**Collected data:**
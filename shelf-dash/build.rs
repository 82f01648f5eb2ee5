//! Build script for shelf-dash
//!
//! Captures build identification at compile time:
//! - Git commit hash (short form)
//! - Build timestamp
//! - Build profile (debug/release)

use std::process::Command;

fn main() {
    // Short commit hash, 8 characters
    let git_hash = Command::new("git")
        .args(["rev-parse", "--short=8", "HEAD"])
        .output()
        .ok()
        .filter(|output| output.status.success())
        .and_then(|output| String::from_utf8(output.stdout).ok())
        .map(|s| s.trim().to_string())
        .unwrap_or_else(|| "unknown".to_string());

    // ISO 8601 with local offset, e.g. 2025-10-26T14:30:45-05:00
    let build_timestamp = chrono::Local::now().to_rfc3339_opts(chrono::SecondsFormat::Secs, false);

    let profile = std::env::var("PROFILE").unwrap_or_else(|_| "unknown".to_string());

    println!("cargo:rustc-env=GIT_HASH={}", git_hash);
    println!("cargo:rustc-env=BUILD_TIMESTAMP={}", build_timestamp);
    println!("cargo:rustc-env=BUILD_PROFILE={}", profile);
}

**Work request:** If a line in the records has the word "unknown", copy that line.

**Your response:**
        .unwrap_or_else(|| "unknown".to_string());
    let profile = std::env::var("PROFILE").unwrap_or_else(|_| "unknown".to_string());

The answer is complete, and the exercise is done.